CFC adalah sebuah perusahaan asing yang dimiliki atau dikendalikan oleh perusahaan atau individu di negara asal (parent company). Biasanya, perusahaan ini didirikan di yurisdiksi dengan tarif pajak rendah atau bahkan tanpa pajak, untuk tujuan strategis atau penghematan pajak.
- Parent Company: Perusahaan induk di negara asal dengan kewajiban pajak penuh.
- CFC: Anak perusahaan yang terletak di yurisdiksi dengan tarif pajak rendah.
- Low-Tax Jurisdiction: Negara atau wilayah dengan tingkat pajak rendah yang sering menjadi pilihan untuk pendirian CFC.
Masalah Utama yang Ditimbulkan oleh CFC
- Penghindaran Pajak: Perusahaan menggunakan CFC untuk mengalihkan keuntungan dari negara asal ke yurisdiksi pajak rendah, mengurangi pajak yang harus dibayar.

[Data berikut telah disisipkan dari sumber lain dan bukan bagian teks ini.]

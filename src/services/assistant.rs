//! General chat: answers to anything that is not part of a report.

use crate::model::{ChatMessage, Sender};
use crate::report::parse::normalize;

use super::ServiceError;

/// Replies to the latest user turn given the whole history.
pub trait Assistant {
    fn respond(&self, history: &[ChatMessage]) -> Result<String, ServiceError>;
}

/// Keyword-driven assistant that works without a network.
#[derive(Debug, Clone, Copy, Default)]
pub struct OfflineAssistant;

impl Assistant for OfflineAssistant {
    fn respond(&self, history: &[ChatMessage]) -> Result<String, ServiceError> {
        let Some(last) = history.last() else {
            return Ok(GREETING.to_string());
        };
        if last.sender != Sender::User {
            return Err(ServiceError::Assistant(
                "history does not end with a user turn".to_string(),
            ));
        }
        let text = normalize(&last.text);
        let has = |words: &[&str]| words.iter().any(|w| text.contains(w));

        let reply = if has(&["hola", "buenas", "buenos dias"]) {
            GREETING
        } else if has(&["cebo", "carnada", "senuelo"]) {
            "Para lubina y dorada funcionan bien la gamba viva y el gusano coreano; \
             con mar movido, prueba señuelos de superficie al amanecer."
        } else if has(&["marea", "mareas"]) {
            "Las mejores horas suelen ser las dos anteriores y posteriores a la pleamar."
        } else if has(&["talla", "minima", "medida"]) {
            "Respeta siempre las tallas mínimas de tu comunidad: por ejemplo, 36 cm para la \
             lubina y 20 cm para la dorada en aguas del Mediterráneo."
        } else {
            HELP
        };
        Ok(reply.to_string())
    }
}

const GREETING: &str = "¡Hola! Soy tu asistente de pesca. Cuéntame tu jornada \
    (por ejemplo «nuevo parte: ayer pesqué 3 lubinas desde la orilla») y la registro por ti.";

const HELP: &str = "Puedo registrar tus partes de pesca: di «nuevo parte» o cuéntame qué \
    capturaste. También puedes preguntarme por cebos, mareas o tallas mínimas.";
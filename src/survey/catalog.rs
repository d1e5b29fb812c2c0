//! The canonical questionnaire and its structural checks.

use std::collections::HashSet;

use crate::model::{Question, QuestionKind};

/// A question list that cannot drive a survey.
#[derive(Debug, Clone, PartialEq, Eq, thiserror::Error)]
pub enum CatalogError {
    #[error("the question list is empty")]
    Empty,

    #[error("question at position {position} has id {id}")]
    IdOutOfPlace { position: usize, id: u32 },

    #[error("question id {0} appears more than once")]
    DuplicateId(u32),

    #[error("choice question {0} has no options")]
    MissingOptions(u32),
}

/// Checks that ids are unique 1-based positions and that choice questions
/// offer options.
pub fn check(questions: &[Question]) -> Result<(), CatalogError> {
    if questions.is_empty() {
        return Err(CatalogError::Empty);
    }
    let mut seen = HashSet::new();
    for (index, question) in questions.iter().enumerate() {
        if !seen.insert(question.id) {
            return Err(CatalogError::DuplicateId(question.id));
        }
        let position = index + 1;
        if usize::try_from(question.id).ok() != Some(position) {
            return Err(CatalogError::IdOutOfPlace {
                position,
                id: question.id,
            });
        }
        if question.kind.is_choice() && question.options.is_empty() {
            return Err(CatalogError::MissingOptions(question.id));
        }
    }
    Ok(())
}

/// The fixed questionnaire shown to every angler.
pub fn canonical_questions() -> Vec<Question> {
    vec![
        choice(
            1,
            "¿Con qué frecuencia sales a pescar?",
            QuestionKind::SingleChoice,
            &[
                "Varias veces por semana",
                "Una vez por semana",
                "Una vez al mes",
                "Ocasionalmente",
            ],
        ),
        choice(
            2,
            "¿Qué modalidades de pesca practicas?",
            QuestionKind::MultipleChoice,
            &["Desde orilla", "Embarcación", "Kayak", "Submarina", "Mosca"],
        ),
        choice(
            3,
            "¿Cuántos años llevas pescando?",
            QuestionKind::SingleChoice,
            &["Menos de 1", "Entre 1 y 5", "Entre 5 y 10", "Más de 10"],
        ),
        plain(
            4,
            "¿Cómo valoras la facilidad para registrar un parte de pesca?",
            QuestionKind::Scale,
            "1 = muy difícil, 5 = muy fácil",
        ),
        plain(
            5,
            "¿Te resulta útil el asistente de chat?",
            QuestionKind::YesNo,
            "",
        ),
        plain(
            6,
            "¿Qué especies capturas con más frecuencia?",
            QuestionKind::FreeText,
            "Ej.: lubina, dorada, sargo",
        ),
        plain(
            7,
            "¿Cómo valoras la identificación de especies por foto?",
            QuestionKind::Scale,
            "1 = nada útil, 5 = muy útil",
        ),
        choice(
            8,
            "¿Qué funciones usas más?",
            QuestionKind::MultipleChoice,
            &[
                "Partes de pesca",
                "Chat con el asistente",
                "Identificación por foto",
                "Logros",
            ],
        ),
        plain(
            9,
            "¿Recomendarías la aplicación a otros pescadores?",
            QuestionKind::YesNo,
            "",
        ),
        Question {
            mandatory: false,
            ..plain(
                10,
                "¿Qué mejorarías de la aplicación?",
                QuestionKind::FreeText,
                "Cuéntanos lo que quieras (opcional)",
            )
        },
    ]
}

fn choice(id: u32, text: &str, kind: QuestionKind, options: &[&str]) -> Question {
    Question {
        id,
        text: text.to_string(),
        kind,
        options: options.iter().map(ToString::to_string).collect(),
        mandatory: true,
        placeholder: String::new(),
    }
}

fn plain(id: u32, text: &str, kind: QuestionKind, placeholder: &str) -> Question {
    Question {
        id,
        text: text.to_string(),
        kind,
        options: Vec::new(),
        mandatory: true,
        placeholder: placeholder.to_string(),
    }
}
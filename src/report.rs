//! Trip reports under construction: fields, free-text parsing, drafts and
//! the field-completion session that turns a conversation into a report.

mod draft;
mod field;
pub mod parse;
mod session;

pub use draft::ReportError;
pub use field::ReportField;
pub use session::{ReportSession, Step};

- Income Shifting: Pendapatan yang diperoleh perusahaan induk disimpan di CFC untuk menunda atau menghindari pajak.
- Kurangnya Transparansi: Otoritas pajak di negara asal sering mengalami kesulitan melacak pendapatan dan operasi CFC.
Aturan dan Regulasi CFC
Banyak negara, termasuk Indonesia, memiliki aturan CFC untuk mencegah penghindaran pajak. Intinya, aturan ini:
- Mengharuskan perusahaan induk melaporkan penghasilan pasif CFC, seperti bunga, royalti, dan dividen, dalam penghasilan kena pajak.
- Menyediakan pedoman bagi otoritas pajak untuk mendeteksi dan mencegah penyalahgunaan struktur CFC.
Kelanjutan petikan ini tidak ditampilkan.